Benefits suspension leads to strife, death


Tuesday’s public meeting was no less crowded than the first, with well over 150 people crowding the fiscal courtroom to ask questions, file paperwork, and hear updates in the cases against the Social Security Administration and Eric C. Conn.

PRESTONSBURG — Outside the court proceedings against the Social Security Administration and Eric C. Conn, the struggle 900 people were facing as the disability benefits go into suspension has led to strife, desperation, and in at least one case, suicide.

Thursday afternoon, Congressman Hal Rogers announced that the Social Security Administration would reverse its decision and return benefits to those in need until individual hearings can be held.

That news came too late for some.

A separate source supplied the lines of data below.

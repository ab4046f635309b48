//! Feature-report codec for the EC command protocol.
//!
//! Every exchange with the embedded controller is one fixed-size 90-byte
//! feature report, request and response alike. The codec owns the byte
//! layout and the checksum; it never interprets status bytes, which are
//! per-model configuration handled by [`crate::types::StatusCodes`].

use zerocopy::byteorder::big_endian::U16;
use zerocopy::{FromBytes, Immutable, IntoBytes, KnownLayout, Unaligned};

use crate::error::ProtocolError;

/// Capacity of the argument region
pub const ARG_CAPACITY: usize = 80;
/// Report length on the wire (excluding the HID report-id prefix)
pub const REPORT_LEN: usize = 90;
/// Offset of the checksum byte
const CHECKSUM_OFFSET: usize = 88;
/// Checksum covers `remaining_packets` through the last argument byte
const CHECKSUM_REGION: std::ops::Range<usize> = 2..CHECKSUM_OFFSET;

/// One EC command: class/id selector plus its ordered argument bytes.
///
/// Built by the action resolver, consumed by the transaction manager.
#[derive(Debug, Clone, PartialEq, Eq)]
pub struct Command {
    pub class: u8,
    pub id: u8,
    pub args: Vec<u8>,
}

impl Command {
    pub fn new(class: u8, id: u8, args: &[u8]) -> Self {
        Self {
            class,
            id,
            args: args.to_vec(),
        }
    }
}

/// Wire layout of one report.
///
/// `remaining_packets` is the only multi-byte field and is big-endian.
#[derive(FromBytes, IntoBytes, KnownLayout, Immutable, Unaligned)]
#[repr(C)]
struct RawReport {
    status: u8,
    transaction_id: u8,
    remaining_packets: U16,
    protocol_type: u8,
    data_size: u8,
    command_class: u8,
    command_id: u8,
    args: [u8; ARG_CAPACITY],
    checksum: u8,
    reserved: u8,
}

const _: () = assert!(std::mem::size_of::<RawReport>() == REPORT_LEN);

/// Decoded fields of a response report
#[derive(Debug, Clone, PartialEq, Eq)]
pub struct DecodedReport {
    pub status: u8,
    pub transaction_id: u8,
    pub command_class: u8,
    pub command_id: u8,
    /// Argument region truncated to the report's `data_size`
    pub args: Vec<u8>,
}

/// XOR accumulator over the payload region (`remaining_packets` through the
/// final argument byte). Status, transaction id, the checksum byte itself
/// and the trailing reserved byte are excluded.
pub fn checksum(frame: &[u8]) -> u8 {
    frame[CHECKSUM_REGION].iter().fold(0, |acc, b| acc ^ b)
}

/// Encode a command into a wire frame carrying the given transaction id.
///
/// `new_status` is the profile's request-status value written into byte 0.
pub fn encode(
    command: &Command,
    transaction_id: u8,
    new_status: u8,
) -> Result<[u8; REPORT_LEN], ProtocolError> {
    if command.args.len() > ARG_CAPACITY {
        return Err(ProtocolError::ArgumentOverflow {
            len: command.args.len(),
        });
    }

    let mut args = [0u8; ARG_CAPACITY];
    args[..command.args.len()].copy_from_slice(&command.args);

    let raw = RawReport {
        status: new_status,
        transaction_id,
        remaining_packets: U16::new(0),
        protocol_type: 0,
        data_size: command.args.len() as u8,
        command_class: command.class,
        command_id: command.id,
        args,
        checksum: 0,
        reserved: 0,
    };

    let mut frame = [0u8; REPORT_LEN];
    frame.copy_from_slice(raw.as_bytes());
    frame[CHECKSUM_OFFSET] = checksum(&frame);
    Ok(frame)
}

/// Decode a wire frame, recomputing and verifying its checksum.
pub fn decode(frame: &[u8]) -> Result<DecodedReport, ProtocolError> {
    let raw = RawReport::ref_from_bytes(frame)
        .map_err(|_| ProtocolError::MalformedReport { len: frame.len() })?;

    if raw.data_size as usize > ARG_CAPACITY {
        return Err(ProtocolError::MalformedReport { len: frame.len() });
    }
    if raw.checksum != checksum(frame) {
        return Err(ProtocolError::ChecksumMismatch);
    }

    Ok(DecodedReport {
        status: raw.status,
        transaction_id: raw.transaction_id,
        command_class: raw.command_class,
        command_id: raw.command_id,
        args: raw.args[..raw.data_size as usize].to_vec(),
    })
}

#[cfg(test)]
mod tests {
    use super::*;

    fn sample() -> Command {
        Command::new(0x0d, 0x02, &[0x01, 0x01, 0x05, 0x00])
    }

    #[test]
    fn round_trip_recovers_class_id_args() {
        let command = sample();
        let frame = encode(&command, 0x2a, 0x00).unwrap();
        let decoded = decode(&frame).unwrap();
        assert_eq!(decoded.transaction_id, 0x2a);
        assert_eq!(decoded.command_class, command.class);
        assert_eq!(decoded.command_id, command.id);
        assert_eq!(decoded.args, command.args);
    }

    #[test]
    fn round_trip_empty_and_full_args() {
        for args in [vec![], vec![0xffu8; ARG_CAPACITY]] {
            let command = Command::new(0x07, 0x12, &args);
            let decoded = decode(&encode(&command, 1, 0).unwrap()).unwrap();
            assert_eq!(decoded.args, args);
        }
    }

    #[test]
    fn every_bit_flip_in_argument_region_breaks_checksum() {
        let command = Command::new(0x03, 0x03, &[1, 5, 0x80]);
        let frame = encode(&command, 7, 0x00).unwrap();
        for byte in 8..CHECKSUM_OFFSET {
            for bit in 0..8 {
                let mut corrupt = frame;
                corrupt[byte] ^= 1 << bit;
                assert_eq!(
                    decode(&corrupt),
                    Err(ProtocolError::ChecksumMismatch),
                    "flip at byte {byte} bit {bit} went undetected"
                );
            }
        }
    }

    #[test]
    fn status_byte_is_outside_checksum_region() {
        // A response differs from its request only in the status byte; the
        // checksum must survive that rewrite.
        let mut frame = encode(&sample(), 9, 0x00).unwrap();
        frame[0] = 0x02;
        let decoded = decode(&frame).unwrap();
        assert_eq!(decoded.status, 0x02);
    }

    #[test]
    fn oversized_args_fail_at_encode_time() {
        let command = Command::new(0x0d, 0x01, &[0u8; ARG_CAPACITY + 1]);
        assert_eq!(
            encode(&command, 0, 0),
            Err(ProtocolError::ArgumentOverflow {
                len: ARG_CAPACITY + 1
            })
        );
    }

    #[test]
    fn wrong_length_is_malformed() {
        let frame = encode(&sample(), 1, 0).unwrap();
        assert_eq!(
            decode(&frame[..REPORT_LEN - 1]),
            Err(ProtocolError::MalformedReport { len: REPORT_LEN - 1 })
        );
        let mut long = frame.to_vec();
        long.push(0);
        assert_eq!(
            decode(&long),
            Err(ProtocolError::MalformedReport { len: REPORT_LEN + 1 })
        );
    }

    #[test]
    fn oversized_data_size_is_malformed() {
        let mut frame = encode(&sample(), 1, 0).unwrap();
        frame[5] = ARG_CAPACITY as u8 + 1;
        frame[CHECKSUM_OFFSET] = checksum(&frame);
        assert_eq!(
            decode(&frame),
            Err(ProtocolError::MalformedReport { len: REPORT_LEN })
        );
    }

    #[test]
    fn checksum_is_recomputed_per_report() {
        let a = encode(&Command::new(0x0d, 0x01, &[0, 1, 30]), 1, 0).unwrap();
        let b = encode(&Command::new(0x0d, 0x01, &[0, 2, 30]), 1, 0).unwrap();
        assert_ne!(a[CHECKSUM_OFFSET], b[CHECKSUM_OFFSET]);
    }
}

The surviving family of Leroy Burchett is grieving after the 41-year-old Ivel resident took his own life.

Attorney Ned Pillersdorf, prosecuting the cases on behalf of the estimated 900 who received disability letters, announced on Facebook that he spoke with Burchett’s widow, Emma Burchett, who confirmed that the suicide was the result of desperation and to see his family would continue to receive benefits.

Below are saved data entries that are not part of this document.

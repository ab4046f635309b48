//! Static command catalog
//!
//! The single place that knows which `(class, id)` selector drives which EC
//! subsystem, how many argument bytes each command takes and what each
//! position means. Pure data: nothing here touches a transport. Porting to
//! another model starts (and usually ends) in this table.

use razer_transport::Command;

/// Command classes observed on the EC
pub mod class {
    /// System switches (lights-always-on)
    pub const SYSTEM: u8 = 0x00;
    /// Chassis lighting (lid logo, keyboard backlight)
    pub const LIGHTING: u8 = 0x03;
    /// Power management (max fan override, battery care)
    pub const POWER: u8 = 0x07;
    /// Performance and fan control
    pub const PERF: u8 = 0x0d;
}

/// Semantic command family
#[derive(Debug, Clone, Copy, PartialEq, Eq)]
pub enum Family {
    SetPerfMode,
    GetPerfMode,
    SetFanRpm,
    GetFanRpm,
    SetBoost,
    GetBoost,
    SetLogoPower,
    GetLogoPower,
    SetLogoMode,
    GetLogoMode,
    SetKbdBrightness,
    GetKbdBrightness,
    SetLightsAlwaysOn,
    GetLightsAlwaysOn,
    SetMaxFanSpeed,
    SetBatteryCare,
    GetBatteryCare,
}

/// Meaning of one argument position
#[derive(Debug, Clone, Copy, PartialEq, Eq)]
pub enum ArgRole {
    /// Fixed byte required by the firmware at this position
    Literal(u8),
    /// Fan channel selector (1 or 2)
    Zone,
    /// CPU/GPU cluster selector
    Cluster,
    /// Performance-profile selector
    PerfMode,
    /// Auto/manual fan selector
    FanMode,
    /// Intensity or mode value (brightness level, effect, on/off, toggle)
    Level,
    /// Target rpm divided by 100
    RpmCentis,
    /// Zero in requests; carries the answer in responses
    Answer,
}

/// One catalog entry
#[derive(Debug, Clone, Copy)]
pub struct CommandSpec {
    pub family: Family,
    pub class: u8,
    pub id: u8,
    pub args: &'static [ArgRole],
}

impl CommandSpec {
    pub const fn arity(&self) -> usize {
        self.args.len()
    }

    /// Build a concrete command. The argument count is fixed by the catalog;
    /// a mismatch is a programming error in the resolver.
    pub fn command(&self, args: &[u8]) -> Command {
        debug_assert_eq!(
            args.len(),
            self.arity(),
            "argument count for {:?}",
            self.family
        );
        Command::new(self.class, self.id, args)
    }
}

use ArgRole::{Answer, Cluster, FanMode, Level, Literal, PerfMode, RpmCentis, Zone};

pub const CATALOG: &[CommandSpec] = &[
    CommandSpec {
        family: Family::SetPerfMode,
        class: class::PERF,
        id: 0x02,
        args: &[Literal(0x01), Zone, PerfMode, FanMode],
    },
    CommandSpec {
        family: Family::GetPerfMode,
        class: class::PERF,
        id: 0x82,
        args: &[Literal(0x00), Zone, Answer, Answer],
    },
    CommandSpec {
        family: Family::SetFanRpm,
        class: class::PERF,
        id: 0x01,
        args: &[Literal(0x00), Zone, RpmCentis],
    },
    CommandSpec {
        family: Family::GetFanRpm,
        class: class::PERF,
        id: 0x81,
        args: &[Literal(0x00), Zone, Answer],
    },
    CommandSpec {
        family: Family::SetBoost,
        class: class::PERF,
        id: 0x07,
        args: &[Literal(0x00), Cluster, Level],
    },
    CommandSpec {
        family: Family::GetBoost,
        class: class::PERF,
        id: 0x87,
        args: &[Literal(0x00), Cluster, Answer],
    },
    CommandSpec {
        family: Family::SetLogoPower,
        class: class::LIGHTING,
        id: 0x00,
        args: &[Literal(0x01), Literal(0x04), Level],
    },
    CommandSpec {
        family: Family::GetLogoPower,
        class: class::LIGHTING,
        id: 0x80,
        args: &[Literal(0x01), Literal(0x04), Answer],
    },
    CommandSpec {
        family: Family::SetLogoMode,
        class: class::LIGHTING,
        id: 0x02,
        args: &[Literal(0x01), Literal(0x04), Level],
    },
    CommandSpec {
        family: Family::GetLogoMode,
        class: class::LIGHTING,
        id: 0x82,
        args: &[Literal(0x01), Literal(0x04), Answer],
    },
    CommandSpec {
        family: Family::SetKbdBrightness,
        class: class::LIGHTING,
        id: 0x03,
        args: &[Literal(0x01), Literal(0x05), Level],
    },
    CommandSpec {
        family: Family::GetKbdBrightness,
        class: class::LIGHTING,
        id: 0x83,
        args: &[Literal(0x01), Literal(0x05), Answer],
    },
    CommandSpec {
        family: Family::SetLightsAlwaysOn,
        class: class::SYSTEM,
        id: 0x04,
        args: &[Level, Literal(0x00)],
    },
    CommandSpec {
        family: Family::GetLightsAlwaysOn,
        class: class::SYSTEM,
        id: 0x84,
        args: &[Answer, Literal(0x00)],
    },
    CommandSpec {
        family: Family::SetMaxFanSpeed,
        class: class::POWER,
        id: 0x0f,
        args: &[Level],
    },
    CommandSpec {
        family: Family::SetBatteryCare,
        class: class::POWER,
        id: 0x12,
        args: &[Level],
    },
    CommandSpec {
        family: Family::GetBatteryCare,
        class: class::POWER,
        id: 0x92,
        args: &[Answer],
    },
];

/// Look up a family's entry. The catalog is total over `Family`.
pub fn spec(family: Family) -> &'static CommandSpec {
    CATALOG
        .iter()
        .find(|s| s.family == family)
        .expect("catalog covers every command family")
}

/// Human-readable name for a selector, for logs and the raw CLI path
pub fn name(class: u8, id: u8) -> &'static str {
    match CATALOG.iter().find(|s| (s.class, s.id) == (class, id)) {
        Some(spec) => match spec.family {
            Family::SetPerfMode => "SET_PERF_MODE",
            Family::GetPerfMode => "GET_PERF_MODE",
            Family::SetFanRpm => "SET_FAN_RPM",
            Family::GetFanRpm => "GET_FAN_RPM",
            Family::SetBoost => "SET_BOOST",
            Family::GetBoost => "GET_BOOST",
            Family::SetLogoPower => "SET_LOGO_POWER",
            Family::GetLogoPower => "GET_LOGO_POWER",
            Family::SetLogoMode => "SET_LOGO_MODE",
            Family::GetLogoMode => "GET_LOGO_MODE",
            Family::SetKbdBrightness => "SET_KBD_BRIGHTNESS",
            Family::GetKbdBrightness => "GET_KBD_BRIGHTNESS",
            Family::SetLightsAlwaysOn => "SET_LIGHTS_ALWAYS_ON",
            Family::GetLightsAlwaysOn => "GET_LIGHTS_ALWAYS_ON",
            Family::SetMaxFanSpeed => "SET_MAX_FAN_SPEED",
            Family::SetBatteryCare => "SET_BATTERY_CARE",
            Family::GetBatteryCare => "GET_BATTERY_CARE",
        },
        None => "UNKNOWN",
    }
}

#[cfg(test)]
mod tests {
    use super::*;

    #[test]
    fn catalog_is_total_and_unambiguous() {
        for entry in CATALOG {
            // spec() finds exactly this entry for its family
            assert_eq!(spec(entry.family).id, entry.id);
        }
        // no duplicate selectors
        for (i, a) in CATALOG.iter().enumerate() {
            for b in &CATALOG[i + 1..] {
                assert!(
                    (a.class, a.id) != (b.class, b.id),
                    "duplicate selector {:02x}{:02x}",
                    a.class,
                    a.id
                );
            }
        }
    }

    #[test]
    fn builder_emits_declared_selector() {
        let command = spec(Family::SetFanRpm).command(&[0, 1, 35]);
        assert_eq!((command.class, command.id), (0x0d, 0x01));
        assert_eq!(command.args, vec![0, 1, 35]);
    }

    #[test]
    fn name_resolves_known_selectors() {
        assert_eq!(name(0x0d, 0x02), "SET_PERF_MODE");
        assert_eq!(name(0x42, 0x42), "UNKNOWN");
    }
}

Pillersdorf says Emma shared the news and authorized its announcement in the “hopes that others feeling desperate won’t do the same.”

Pillersdorf shared later that in speaking with a detective with the Kentucky State Police, who wished to remain anonymous, the KSP is investigating other possible suicides that may be linked to lost disability benefits cases.

Many of those receiving disability benefits need the money to afford their prescriptions. Many medications are for critical medical needs, while others are for psychological needs that could prove just as potentially fatal if discontinued. In another posting, Pillersdorf urged those who take antidepressants to continue them if at all possible and contact their physician before discontinuing them.

The National Suicide Prevention Lifeline is (800) 273-TALK. Mountain Comprehensive Care Center can also be reached at a toll free number, (800) 422-1060.

After the second public meeting on Tuesday, attorneys with Appalachian Research and Defense Fund (AppalReD) spoke about the other harms these people face. While they are currently inundated with calls and working to gather information to try and find legal counsel for the hundreds affected, they are also bracing for wrongful death lawsuits, foreclosures, evictions, and other crises.